[Problem requirements]: Find the lines in the records that carry the word "ShrAssign". Copy each one.

[Information]:
^^^^^^^^

use std::fmt;

#[derive(Debug, Copy, Clone, Eq, PartialEq, Hash)]
pub enum TokenKind {
    Eof,
    Illegal,

    Ident,
    Int,

    // Operators
    Assign, // =
    Plus,   // +
    Minus,  // -
    Star,   // *
    Slash,  // /
    Percent, // %

    Ampersand, // &
    Pipe,      // |
    Caret,     // ^
    Shl,       // <<
    Shr,       // >>
    Tilde,     // ~

    PlusAssign,    // +=
    MinusAssign,   // -=
    StarAssign,    // *=
    SlashAssign,   // /=
    PercentAssign, // %=

    AmpersandAssign, // &=
    PipeAssign,      // |=
    CaretAssign,     // ^=
    ShlAssign,       // <<=
    ShrAssign,       // >>=

    AmpersandAmpersand, // &&
    PipePipe,           // ||
    Bang,               // !

    EqualsEquals,  // ==
    BangEquals,    // !=
    Smaller,       // <
    SmallerEquals, // <=
    Greater,       // >
    GreaterEquals, // >=

    Comma, // ,
    Semi,  // ;

    LParen, // (
    RParen, // )
    LBrace, // {
    RBrace, // }

    // Keywords
    Let,
    If,
    Else,
    While,
    Continue,
    Break,
    Func,
    Return,
}

#[repr(u8)]
#[derive(Copy, Clone, PartialOrd, PartialEq, Ord, Eq, Debug)]
pub enum Precedence {
    None = 0,
    Assign = 1,
    LogicalOr = 2,
    LogicalAnd = 3,
    BitXor = 4,
    BitOr = 5,
    BitAnd = 6,
    Equality = 7,
    Relational = 8,
    Shift = 9,
    Additive = 10,
    Multiplicative = 11,
    Prefix = 12,
    Call = 13,
}

impl TokenKind {
    pub fn precedence(self) -> Precedence {
        use TokenKind::*;

        match self {
            Assign | PlusAssign | MinusAssign | StarAssign | SlashAssign | PercentAssign
            | AmpersandAssign | PipeAssign | CaretAssign | ShlAssign | ShrAssign => {
                Precedence::Assign
            }
            PipePipe => Precedence::LogicalOr,
            AmpersandAmpersand => Precedence::LogicalAnd,
            Caret => Precedence::BitXor,
            Pipe => Precedence::BitOr,
            Ampersand => Precedence::BitAnd,
            EqualsEquals | BangEquals => Precedence::Equality,
            Smaller | SmallerEquals | Greater | GreaterEquals => Precedence::Relational,
            Shl | Shr => Precedence::Shift,
            Plus | Minus => Precedence::Additive,
            Star | Slash | Percent => Precedence::Multiplicative,
            LParen => Precedence::Call,
            _ => Precedence::None,
        }
    }

    /// Assignment operators group to the right, everything else to the left.
    pub fn is_right_assoc(self) -> bool {
        self.precedence() == Precedence::Assign
    }

    /// Tokens after which a newline, `}` or the end of input ends the statement.
    pub fn ends_value(self) -> bool {
        use TokenKind::*;

        match self {
            Ident | Int | RParen | RBrace | Return | Break | Continue => true,
            _ => false,
        }
    }

    pub fn keyword(ident: &str) -> Option<TokenKind> {
        Some(match ident {
            "let" => TokenKind::Let,
            "if" => TokenKind::If,
            "else" => TokenKind::Else,
            "while" => TokenKind::While,
            "continue" => TokenKind::Continue,
            "break" => TokenKind::Break,
            "func" | "fn" => TokenKind::Func,
            "return" => TokenKind::Return,
            _ => return None,
        })
    }

    /// The canonical source text of fixed tokens.
    pub fn as_str(self) -> &'static str {
        use TokenKind::*;

        match self {
            Eof => "EOF",
            Illegal => "ILLEGAL",
            Ident => "IDENT",
            Int => "INT",

            Assign => "=",
            Plus => "+",
            Minus => "-",
            Star => "*",
            Slash => "/",
            Percent => "%",

            Ampersand => "&",
            Pipe => "|",
            Caret => "^",
            Shl => "<<",
            Shr => ">>",
            Tilde => "~",

            PlusAssign => "+=",
            MinusAssign => "-=",
            StarAssign => "*=",
            SlashAssign => "/=",
            PercentAssign => "%=",

            AmpersandAssign => "&=",
            PipeAssign => "|=",
            CaretAssign => "^=",
            ShlAssign => "<<=",
            ShrAssign => ">>=",

            AmpersandAmpersand => "&&",
            PipePipe => "||",
            Bang => "!",

            EqualsEquals => "==",
            BangEquals => "!=",
            Smaller => "<",
            SmallerEquals => "<=",
            Greater => ">",
            GreaterEquals => ">=",

            Comma => ",",
            Semi => ";",

            LParen => "(",
            RParen => ")",
            LBrace => "{",
            RBrace => "}",

            Let => "let",
            If => "if",
            Else => "else",
            While => "while",
            Continue => "continue",
            Break => "break",
            Func => "func",
            Return => "return",
        }
    }
}

impl fmt::Display for TokenKind {
    fn fmt(&self, f: &mut fmt::Formatter) -> fmt::Result {
        match self {
            TokenKind::Eof => write!(f, "end of file"),
            TokenKind::Illegal => write!(f, "illegal character"),
            TokenKind::Ident => write!(f, "identifier"),
            TokenKind::Int => write!(f, "integer literal"),
            TokenKind::Semi => write!(f, "';' or newline"),
            kind => write!(f, "'{}'", kind.as_str()),
        }
    }
}

#[derive(Debug, Copy, Clone, Eq, PartialEq, Hash)]
pub struct Token<'src> {
    pub kind: TokenKind,
    pub literal: &'src str,
}

impl<'src> Token<'src> {
    pub fn new(kind: TokenKind, literal: &'src str) -> Self {
        Token { kind, literal }
    }

    /// Terminators inserted by the lexer instead of written in the source.
    pub fn is_implicit_semi(&self) -> bool {
        self.kind == TokenKind::Semi && self.literal != ";"
    }
}

impl<'src> fmt::Display for Token<'src> {
    fn fmt(&self, f: &mut fmt::Formatter) -> fmt::Result {
        match self.kind {
            TokenKind::Ident | TokenKind::Int | TokenKind::Illegal => {
                write!(f, "{} '{}'", self.kind, self.literal)
            }
            TokenKind::Semi if self.literal == "\n" => write!(f, "newline"),
            TokenKind::Semi if self.is_implicit_semi() => write!(f, "end of statement"),
            kind => write!(f, "{}", kind),
        }
    }
}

^^^^^^^^

[Response to this exercise]:
    ShrAssign,       // >>=
            | AmpersandAssign | PipeAssign | CaretAssign | ShlAssign | ShrAssign => {
            ShrAssign => ">>=",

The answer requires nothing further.